Each of the Plaintiffs subsequently petitioned for but was denied parole. I. Factual Background a) The Named Plaintiffs 1. Norman Brown Plaintiff Norman Brown was in seventh grade when he was arrested for the offenses for which he is now serving time. Doc. 138-20 (Pre-Hearing Report for Norman Brown), p. 9. Brown’s prehearing report for parole review acknowledged that he was only 15 years old at the

time of the underlying offense, that his participation appeared to be the result of peer pressure, and that it “d[id] not appear he had a direct involvement in the death” of the homicide victim. Id., p. 11. Brown is, by Defendant’s own standards, a model inmate. Doc. 147 (Defendants[’] Suggestions in Opposition to Plaintiffs’ Motion for Summary Judgment), p. 75. Although he accumulated multiple conduct violations in his youth, in recent years, the violations tapered off

and then ceased. Id. Brown has improved his conduct and taken responsibility for his actions. Id. The prehearing report that the institutional parole officer created notes Brown’s involvement in many rehabilitative programs and states that, “[a]t this point, it does not appear Brown poses a risk to society . . . .” Doc. 147, p. 76. Nonetheless, “th[e] officer respectfully recommend[ed] Brown be scheduled for a reconsideration hearing in May 2022,” and not granted parole, “due to the circumstances of the offense” alone. Doc. 138-20, p. 11. Outside of noting that it is a juvenile case, the Board Action Sheet does not discuss Brown’s youth or immaturity at the time of the underlying offense. Doc. 138-35 (Board Action Sheet for Norman Brown). The sole basis for Brown’s parole denial listed on the sheet was the

circumstances of the underlying offense. Doc. 147, p. 78. 2. Ralph McElroy Plaintiff Ralph McElroy’s prehearing report notes that he was 17 years of age when the offense for which he was convicted took place.
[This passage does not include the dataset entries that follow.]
//! First-run bootstrap of the Dazibao directory.

use std::fs;
use std::path::{Path, PathBuf};

use dazibao_core::config::Config;
use dazibao_core::errors::DazibaoError;
use tracing::info;

/// Page template installed when the directory has none.
pub const DEFAULT_TEMPLATE: &str = include_str!("../assets/template.html");

/// Directory next to the working directory whose icons are installed on first run.
const ICONS_SOURCE_DIR: &str = "icons";

#[derive(Debug, thiserror::Error)]
pub enum AssetError {
    #[error("Failed to create '{path}': {source}")]
    CreateFailed {
        path: PathBuf,
        #[source]
        source: std::io::Error,
    },

    #[error("Failed to copy '{from}' to '{to}': {source}")]
    CopyFailed {
        from: PathBuf,
        to: PathBuf,
        #[source]
        source: std::io::Error,
    },
}

impl DazibaoError for AssetError {
    fn error_code(&self) -> &'static str {
        match self {
            AssetError::CreateFailed { .. } => "ASSET_CREATE_FAILED",
            AssetError::CopyFailed { .. } => "ASSET_COPY_FAILED",
        }
    }
}

/// Make sure the directory, template, and icons exist.
///
/// Existing files are never overwritten, so a customized template survives
/// restarts.
pub fn ensure_assets(config: &Config) -> Result<(), AssetError> {
    ensure_assets_from(config, Path::new(ICONS_SOURCE_DIR))
}

fn ensure_assets_from(config: &Config, icons_source: &Path) -> Result<(), AssetError> {
    let dir = config.dir();
    fs::create_dir_all(dir).map_err(|source| AssetError::CreateFailed {
        path: dir.to_path_buf(),
        source,
    })?;

    let template = config.template_file();
    if !template.exists() {
        info!(
            event = "cli.assets.template_installed",
            path = %template.display()
        );
        fs::write(&template, DEFAULT_TEMPLATE).map_err(|source| AssetError::CreateFailed {
            path: template.clone(),
            source,
        })?;
    }

    let icons = config.icons_dir();
    if !icons.exists() && icons_source.is_dir() {
        info!(
            event = "cli.assets.icons_copied",
            from = %icons_source.display(),
            to = %icons.display()
        );
        copy_dir(icons_source, &icons)?;
    }

    Ok(())
}

fn copy_dir(src: &Path, dest: &Path) -> Result<(), AssetError> {
    let copy_err = |source: std::io::Error| AssetError::CopyFailed {
        from: src.to_path_buf(),
        to: dest.to_path_buf(),
        source,
    };

    fs::create_dir_all(dest).map_err(copy_err)?;
    for entry in fs::read_dir(src).map_err(copy_err)? {
        let entry = entry.map_err(copy_err)?;
        let from = entry.path();
        let to = dest.join(entry.file_name());
        if entry.file_type().map_err(copy_err)?.is_dir() {
            copy_dir(&from, &to)?;
        } else {
            fs::copy(&from, &to).map_err(|source| AssetError::CopyFailed {
                from: from.clone(),
                to: to.clone(),
                source,
            })?;
        }
    }
    Ok(())
}

#[cfg(test)]
mod tests {
    use super::*;

    #[test]
    fn test_installs_template_once() {
        let dir = tempfile::tempdir().unwrap();
        let config = Config::new(dir.path().join("dz"));
        let no_icons = dir.path().join("no-icons");

        ensure_assets_from(&config, &no_icons).unwrap();
        assert_eq!(
            fs::read_to_string(config.template_file()).unwrap(),
            DEFAULT_TEMPLATE
        );
        assert!(!config.icons_dir().exists());

        // A customized template is left alone
        fs::write(config.template_file(), "custom").unwrap();
        ensure_assets_from(&config, &no_icons).unwrap();
        assert_eq!(fs::read_to_string(config.template_file()).unwrap(), "custom");
    }

    #[test]
    fn test_copies_icons_tree() {
        let dir = tempfile::tempdir().unwrap();
        let source = dir.path().join("icons");
        fs::create_dir_all(source.join("extra")).unwrap();
        fs::write(source.join("dazibao.png"), b"png").unwrap();
        fs::write(source.join("extra").join("other.png"), b"other").unwrap();

        let config = Config::new(dir.path().join("dz"));
        ensure_assets_from(&config, &source).unwrap();

        assert_eq!(fs::read(config.icon_file()).unwrap(), b"png");
        assert_eq!(
            fs::read(config.icons_dir().join("extra").join("other.png")).unwrap(),
            b"other"
        );
    }

    #[test]
    fn test_default_template_has_placeholders() {
        assert!(DEFAULT_TEMPLATE.contains(dazibao_core::render::CONFIG_JSON_PLACEHOLDER));
        assert!(DEFAULT_TEMPLATE.contains(dazibao_core::render::ICON_PLACEHOLDER));
    }
}
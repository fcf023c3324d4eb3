//! The single exclusion boundary around the configuration tree.
//!
//! Every read for rendering and every per-tick write from every scheduler
//! goes through one [`ConfigStore`]. A mutation and its persistence happen in
//! one critical section, so a snapshot shows each block either entirely
//! before or entirely after a tick.

use std::path::{Path, PathBuf};
use std::sync::{Arc, Mutex, MutexGuard};

use tracing::{debug, error};

use crate::blocks::DashboardConfig;
use crate::config::loading::save_config_file;

/// Cloneable handle to the shared tree.
#[derive(Debug, Clone)]
pub struct ConfigStore {
    inner: Arc<Mutex<DashboardConfig>>,
    /// Where the tree is persisted after every mutation. `None` keeps it in memory.
    path: Option<Arc<PathBuf>>,
}

impl ConfigStore {
    /// Store that rewrites `path` after every mutation.
    pub fn with_persistence(config: DashboardConfig, path: impl Into<PathBuf>) -> Self {
        Self {
            inner: Arc::new(Mutex::new(config)),
            path: Some(Arc::new(path.into())),
        }
    }

    /// Store that never touches the filesystem.
    pub fn in_memory(config: DashboardConfig) -> Self {
        Self {
            inner: Arc::new(Mutex::new(config)),
            path: None,
        }
    }

    pub fn path(&self) -> Option<&Path> {
        self.path.as_deref().map(PathBuf::as_path)
    }

    fn lock(&self) -> MutexGuard<'_, DashboardConfig> {
        match self.inner.lock() {
            Ok(guard) => guard,
            Err(poisoned) => {
                // Mutation closures never run command execution, so the tree
                // is whole even if a closure panicked after writing.
                error!(
                    event = "core.store.lock_poisoned",
                    "Config store mutex poisoned, continuing with inner value"
                );
                poisoned.into_inner()
            }
        }
    }

    /// Independent copy of the whole tree at one instant.
    pub fn snapshot(&self) -> DashboardConfig {
        self.lock().clone()
    }

    /// Apply `f` to the tree and persist the result, in one critical section.
    ///
    /// A persistence failure is logged and otherwise ignored: the in-memory
    /// change stays committed and is served to renderers.
    pub fn mutate<F, R>(&self, f: F) -> R
    where
        F: FnOnce(&mut DashboardConfig) -> R,
    {
        let mut guard = self.lock();
        let result = f(&mut guard);
        self.persist(&guard);
        result
    }

    /// Like [`mutate`](Self::mutate), but `f` reports whether it changed
    /// anything. `None` means the tree is untouched and the file is not
    /// rewritten.
    pub fn try_mutate<F, R>(&self, f: F) -> Option<R>
    where
        F: FnOnce(&mut DashboardConfig) -> Option<R>,
    {
        let mut guard = self.lock();
        let result = f(&mut guard)?;
        self.persist(&guard);
        Some(result)
    }

    fn persist(&self, tree: &DashboardConfig) {
        let Some(path) = &self.path else {
            return;
        };
        match save_config_file(tree, path) {
            Ok(()) => debug!(event = "core.store.persist_completed", path = %path.display()),
            Err(e) => error!(
                event = "core.store.persist_failed",
                path = %path.display(),
                error = %e,
                "Failed to persist config; in-memory state is still served"
            ),
        }
    }
}
use serde::Deserialize;

#[derive(Deserialize)]
pub struct AccessForm {
    pub access_code: String,
    pub csrf_token: String,
    #[serde(default)]
    pub next: Option<String>,
}

#[derive(Deserialize)]
pub struct AccessQuery {
    #[serde(default)]
    pub next: Option<String>,
}
use std::net::{IpAddr, SocketAddr};

use actix_web::cookie::{Cookie, SameSite};
use actix_web::http::StatusCode;
use actix_web::{HttpRequest, HttpResponse};
use askama::Template;

use crate::gate::{SessionStore, OVERRIDE_GRANTED, OVERRIDE_KEY};

pub fn render<T: Template>(t: T) -> HttpResponse {
    render_with_status(StatusCode::OK, t)
}

pub fn render_with_status<T: Template>(status: StatusCode, t: T) -> HttpResponse {
    match t.render() {
        Ok(body) => HttpResponse::build(status)
            .content_type("text/html; charset=utf-8")
            .body(body),
        Err(e) => HttpResponse::InternalServerError()
            .content_type("text/plain; charset=utf-8")
            .body(format!("Template error: {e}")),
    }
}

/// Parse the address actix's connection info reports, stripping a port
/// when one is present.
pub fn parse_client_ip(addr: &str) -> Option<IpAddr> {
    if let Ok(ip) = addr.parse::<IpAddr>() {
        return Some(ip);
    }
    addr.parse::<SocketAddr>().ok().map(|sock| sock.ip())
}

pub fn override_present(req: &HttpRequest) -> bool {
    req.cookie(OVERRIDE_KEY)
        .is_some_and(|c| c.value() == OVERRIDE_GRANTED)
}

/// Session-scoped override cookie. No Max-Age: it dies with the browser
/// session, so the gate is re-evaluated on the next visit.
pub fn override_cookie() -> Cookie<'static> {
    Cookie::build(OVERRIDE_KEY, OVERRIDE_GRANTED)
        .path("/")
        .http_only(true)
        .secure(true)
        .same_site(SameSite::Lax)
        .finish()
}

/// Only site-local redirect targets survive; anything else falls back to
/// the root.
pub fn sanitize_next(next: Option<&str>) -> String {
    match next {
        Some(path) if path.starts_with('/') && !path.starts_with("//") => path.to_string(),
        _ => "/".to_string(),
    }
}

/// A request-scoped view of the browser session. Reads come from the
/// request's cookie jar; a grant is picked up by the handler, which
/// attaches the override cookie to its response.
pub struct CookieSession {
    present: bool,
    granted: bool,
}

impl CookieSession {
    pub fn from_request(req: &HttpRequest) -> Self {
        Self {
            present: override_present(req),
            granted: false,
        }
    }
}

impl SessionStore for CookieSession {
    fn override_present(&self) -> bool {
        self.present || self.granted
    }

    fn grant_override(&mut self) {
        self.granted = true;
    }
}
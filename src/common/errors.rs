use thiserror::Error;

#[derive(Error, Debug)]
pub enum ConfigError {
    #[error("Invalid value for {var}: {value:?}")]
    InvalidVar { var: &'static str, value: String },
}

#[derive(Error, Debug)]
pub enum GeoError {
    #[error("Lookup request failed: {0}")]
    Request(#[from] reqwest::Error),

    #[error("Lookup returned status {0}")]
    Status(u16),

    #[error("Lookup response had no usable country field")]
    MalformedResponse,
}

/// Failure modes of an on-demand route-module fetch.
///
/// `MissingArtifact` is the stale-deploy signature: the manifest held in
/// memory names a fragment the current deploy no longer serves.
#[derive(Error, Debug)]
pub enum ModuleError {
    #[error("Missing build artifact: {0}")]
    MissingArtifact(String),

    #[error("{0}")]
    Import(String),

    #[error("Manifest error: {0}")]
    Manifest(String),

    #[error("I/O error reading {path}: {source}")]
    Io {
        path: String,
        #[source]
        source: std::io::Error,
    },
}
use std::net::IpAddr;
use std::time::Duration;

use async_trait::async_trait;
use serde::Deserialize;

use crate::common::GeoError;

/// Country fields of a geolocation answer. Hosted lookups return much
/// more; everything else is ignored.
#[derive(Debug, Clone, Default, Deserialize)]
pub struct GeoInfo {
    #[serde(default)]
    pub country_code: Option<String>,
    #[serde(default)]
    pub country: Option<String>,
}

/// Seam for the IP-geolocation dependency, so the gate can be exercised
/// against scripted lookups.
#[async_trait]
pub trait GeoLookup: Send + Sync {
    /// Resolve a visitor's country. `None` asks the service to use the
    /// caller's own address.
    async fn country_of(&self, ip: Option<IpAddr>) -> Result<GeoInfo, GeoError>;
}

/// Client for an ipapi.co-shaped JSON endpoint.
pub struct IpapiClient {
    base_url: String,
    client: reqwest::Client,
}

impl IpapiClient {
    pub fn new(base_url: impl Into<String>, timeout: Duration) -> Result<Self, GeoError> {
        let client = reqwest::Client::builder()
            .timeout(timeout)
            .user_agent(concat!("verdantpack/", env!("CARGO_PKG_VERSION")))
            .build()?;
        let base_url = base_url.into().trim_end_matches('/').to_string();
        Ok(Self { base_url, client })
    }

    fn url_for(&self, ip: Option<IpAddr>) -> String {
        match ip {
            Some(ip) => format!("{}/{}/json/", self.base_url, ip),
            None => format!("{}/json/", self.base_url),
        }
    }
}

#[async_trait]
impl GeoLookup for IpapiClient {
    async fn country_of(&self, ip: Option<IpAddr>) -> Result<GeoInfo, GeoError> {
        let response = self.client.get(self.url_for(ip)).send().await?;
        let status = response.status();
        if !status.is_success() {
            return Err(GeoError::Status(status.as_u16()));
        }

        let info: GeoInfo = response
            .json()
            .await
            .map_err(|_| GeoError::MalformedResponse)?;
        if info.country_code.is_none() && info.country.is_none() {
            return Err(GeoError::MalformedResponse);
        }
        Ok(info)
    }
}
Id., p. 2.

Id., p. 6.

The materials submitted to the Board concerning Plaintiff Ralph McElroy include certificates of training for various courses, a Certificate of High School Equivalence, an award for outstanding service at his job, and a certificate for volunteering 600 or more hours towards restorative justice reparative activities. Doc. 138-51 (November 30, 2016 letter from Matthew D. Knepper, with enclosures), at 13-22. McElroy’s conduct violations, some of which were serious, ceased in 2012. The prehearing report states that “[h]e only began taking any type of programming after he was informed that he would be given an opportunity for release.” Doc. 138-21 (Pre- Hearing Report for Ralph McElroy), p. 8. (The Supreme Court decided Miller in 2012.)